Collected data
◇ ◇ ◇ ◇

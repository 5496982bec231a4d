//! crates/logging/src/macros.rs
//! Variadic logging macros.
//!
//! Each macro takes a component followed by any number of parts convertible
//! into [`Part`](crate::Part). Without a `logger:` argument the process-wide
//! logger is used.

/// Log at [`Severity::Debug`](crate::Severity::Debug).
///
/// # Example
/// ```
/// let attempts = 3;
/// levellog::debug!("Net", "handshake", attempts);
/// ```
#[macro_export]
macro_rules! debug {
    (logger: $logger:expr, $component:expr $(, $part:expr)* $(,)?) => {
        $logger.debug($component, &[$($crate::Part::from($part)),*])
    };
    ($component:expr $(, $part:expr)* $(,)?) => {
        $crate::global().debug($component, &[$($crate::Part::from($part)),*])
    };
}

/// Log at [`Severity::Warning`](crate::Severity::Warning).
///
/// # Example
/// ```
/// levellog::warn!("Net", "conn lost", 42);
/// ```
#[macro_export]
macro_rules! warn {
    (logger: $logger:expr, $component:expr $(, $part:expr)* $(,)?) => {
        $logger.warn($component, &[$($crate::Part::from($part)),*])
    };
    ($component:expr $(, $part:expr)* $(,)?) => {
        $crate::global().warn($component, &[$($crate::Part::from($part)),*])
    };
}

/// Log at [`Severity::Error`](crate::Severity::Error).
///
/// # Example
/// ```
/// levellog::error!("Disk", "write failed", std::io::Error::other("full"));
/// ```
#[macro_export]
macro_rules! error {
    (logger: $logger:expr, $component:expr $(, $part:expr)* $(,)?) => {
        $logger.error($component, &[$($crate::Part::from($part)),*])
    };
    ($component:expr $(, $part:expr)* $(,)?) => {
        $crate::global().error($component, &[$($crate::Part::from($part)),*])
    };
}

/// Log at [`Severity::Status`](crate::Severity::Status).
///
/// # Example
/// ```
/// levellog::status!("Main", "ready");
/// ```
#[macro_export]
macro_rules! status {
    (logger: $logger:expr, $component:expr $(, $part:expr)* $(,)?) => {
        $logger.status($component, &[$($crate::Part::from($part)),*])
    };
    ($component:expr $(, $part:expr)* $(,)?) => {
        $crate::global().status($component, &[$($crate::Part::from($part)),*])
    };
}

◇ ◇ ◇ ◇

Each line of the data must be returned exactly.

repository 5496982bec231a4d
//! crates/logging/src/macros.rs
//! Variadic logging macros.
//!
//! Each macro takes a component followed by any number of parts convertible
//! into [`Part`](crate::Part). Without a `logger:` argument the process-wide
//! logger is used.

/// Log at [`Severity::Debug`](crate::Severity::Debug).
///
/// # Example
/// ```
/// let attempts = 3;
/// levellog::debug!("Net", "handshake", attempts);
/// ```
#[macro_export]
macro_rules! debug {
    (logger: $logger:expr, $component:expr $(, $part:expr)* $(,)?) => {
        $logger.debug($component, &[$($crate::Part::from($part)),*])
    };
    ($component:expr $(, $part:expr)* $(,)?) => {
        $crate::global().debug($component, &[$($crate::Part::from($part)),*])
    };
}

/// Log at [`Severity::Warning`](crate::Severity::Warning).
///
/// # Example
/// ```
/// levellog::warn!("Net", "conn lost", 42);
/// ```
#[macro_export]
macro_rules! warn {
    (logger: $logger:expr, $component:expr $(, $part:expr)* $(,)?) => {
        $logger.warn($component, &[$($crate::Part::from($part)),*])
    };
    ($component:expr $(, $part:expr)* $(,)?) => {
        $crate::global().warn($component, &[$($crate::Part::from($part)),*])
    };
}

/// Log at [`Severity::Error`](crate::Severity::Error).
///
/// # Example
/// ```
/// levellog::error!("Disk", "write failed", std::io::Error::other("full"));
/// ```
#[macro_export]
macro_rules! error {
    (logger: $logger:expr, $component:expr $(, $part:expr)* $(,)?) => {
        $logger.error($component, &[$($crate::Part::from($part)),*])
    };
    ($component:expr $(, $part:expr)* $(,)?) => {
        $crate::global().error($component, &[$($crate::Part::from($part)),*])
    };
}

/// Log at [`Severity::Status`](crate::Severity::Status).
///
/// # Example
/// ```
/// levellog::status!("Main", "ready");
/// ```
#[macro_export]
macro_rules! status {
    (logger: $logger:expr, $component:expr $(, $part:expr)* $(,)?) => {
        $logger.status($component, &[$($crate::Part::from($part)),*])
    };
    ($component:expr $(, $part:expr)* $(,)?) => {
        $crate::global().status($component, &[$($crate::Part::from($part)),*])
    };
}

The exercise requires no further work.